# [Directions]
Scan the entries below. Return every line that includes "output".

[Provided information — start]

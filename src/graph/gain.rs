use crate::dsp::envelope::EnvelopeProgram;
use crate::graph::node::{GraphNode, RenderCtx};
use crate::graph::backend::NodeId;

/*
Amplitude Control
=================

Scales whatever is routed into it by a level that changes over audio time.
Without a program the level is a constant (unity by default); once an
envelope program is scheduled, the level is the program evaluated relative
to the scheduled start time:

    output[i] = input[i] × program.value_at(time(i) - start)

Oscillators are routed into a gain node by id; the graph sums them into a
bus, then hands the bus to this node for in-place scaling.
*/

struct Scheduled {
    program: EnvelopeProgram,
    start: f64,
}

pub struct GainNode {
    level: f32,
    scheduled: Option<Scheduled>,
    inputs: Vec<NodeId>,
}

impl GainNode {
    pub fn new() -> Self {
        Self {
            level: 1.0,
            scheduled: None,
            inputs: Vec::new(),
        }
    }

    /// Replace any previous automation with `program`, anchored at `start`.
    pub fn schedule(&mut self, program: EnvelopeProgram, start: f64) {
        self.scheduled = Some(Scheduled { program, start });
    }

    pub fn program(&self) -> Option<&EnvelopeProgram> {
        self.scheduled.as_ref().map(|s| &s.program)
    }

    /// Level applied at audio time `time`.
    pub fn level_at(&self, time: f64) -> f32 {
        match &self.scheduled {
            Some(s) => s.program.value_at(time - s.start),
            None => self.level,
        }
    }

    pub fn inputs(&self) -> &[NodeId] {
        &self.inputs
    }

    pub(crate) fn add_input(&mut self, id: NodeId) {
        if !self.inputs.contains(&id) {
            self.inputs.push(id);
        }
    }

    pub(crate) fn remove_input(&mut self, id: NodeId) {
        self.inputs.retain(|input| *input != id);
    }
}

impl Default for GainNode {
    fn default() -> Self {
        Self::new()
    }
}

impl GraphNode for GainNode {
    fn render_block(&mut self, out: &mut [f32], ctx: &RenderCtx) {
        for (i, sample) in out.iter_mut().enumerate() {
            *sample *= self.level_at(ctx.time_at(i));
        }
    }
}

#[cfg(test)]
mod tests {
    use super::*;
    use approx::assert_relative_eq;

    #[test]
    fn unity_without_program() {
        let mut gain = GainNode::new();
        let mut buffer = vec![0.5f32; 8];
        gain.render_block(&mut buffer, &RenderCtx::new(48_000.0, 0.0));
        assert!(buffer.iter().all(|&s| s == 0.5));
    }

    #[test]
    fn program_is_relative_to_start() {
        let mut gain = GainNode::new();
        let program = EnvelopeProgram::pluck(0.5, 0.01, 1.0, 0.001).unwrap();
        gain.schedule(program, 3.0);

        assert_eq!(gain.level_at(2.0), 0.0);
        assert_eq!(gain.level_at(3.0), 0.0);
        assert_relative_eq!(gain.level_at(3.01), 0.5, epsilon = 1e-5);
        assert_relative_eq!(gain.level_at(4.0), 0.001, epsilon = 1e-6);
    }

    #[test]
    fn inputs_are_deduplicated() {
        let mut gain = GainNode::new();
        gain.add_input(NodeId(1));
        gain.add_input(NodeId(1));
        gain.add_input(NodeId(2));
        assert_eq!(gain.inputs(), &[NodeId(1), NodeId(2)]);
        gain.remove_input(NodeId(1));
        assert_eq!(gain.inputs(), &[NodeId(2)]);
    }
}
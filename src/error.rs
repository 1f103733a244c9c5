//! Error types for keytone.

use thiserror::Error;

use crate::graph::backend::NodeId;

/// Result type alias for keytone operations.
pub type Result<T> = std::result::Result<T, Error>;

/// Errors that can occur while building or driving the synthesis graph.
#[derive(Debug, Error)]
pub enum Error {
    /// No output device, or the host refused to open one.
    #[error("Audio backend unavailable: {0}")]
    BackendUnavailable(String),

    /// The output stream could not be built or started.
    #[error("Audio stream error: {0}")]
    Stream(String),

    /// A node handle that the backend does not (or no longer) own.
    #[error("Unknown node: {0:?}")]
    UnknownNode(NodeId),

    /// Connection not allowed by the voice topology.
    #[error("Invalid connection: {0}")]
    InvalidConnection(String),

    /// Envelope breakpoints out of order or unreachable targets.
    #[error("Invalid envelope: {0}")]
    InvalidEnvelope(String),

    /// Waveform name that is not one of sine/square/sawtooth/triangle.
    #[error("Unknown waveform: {0}")]
    UnknownWaveform(String),

    /// Invalid configuration parameter.
    #[error("Invalid configuration: {0}")]
    InvalidConfig(String),
}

[Provided information — finish]

# [Result of the task]
    output[i] = input[i] × program.value_at(time(i) - start)
    /// No output device, or the host refused to open one.
    /// The output stream could not be built or started.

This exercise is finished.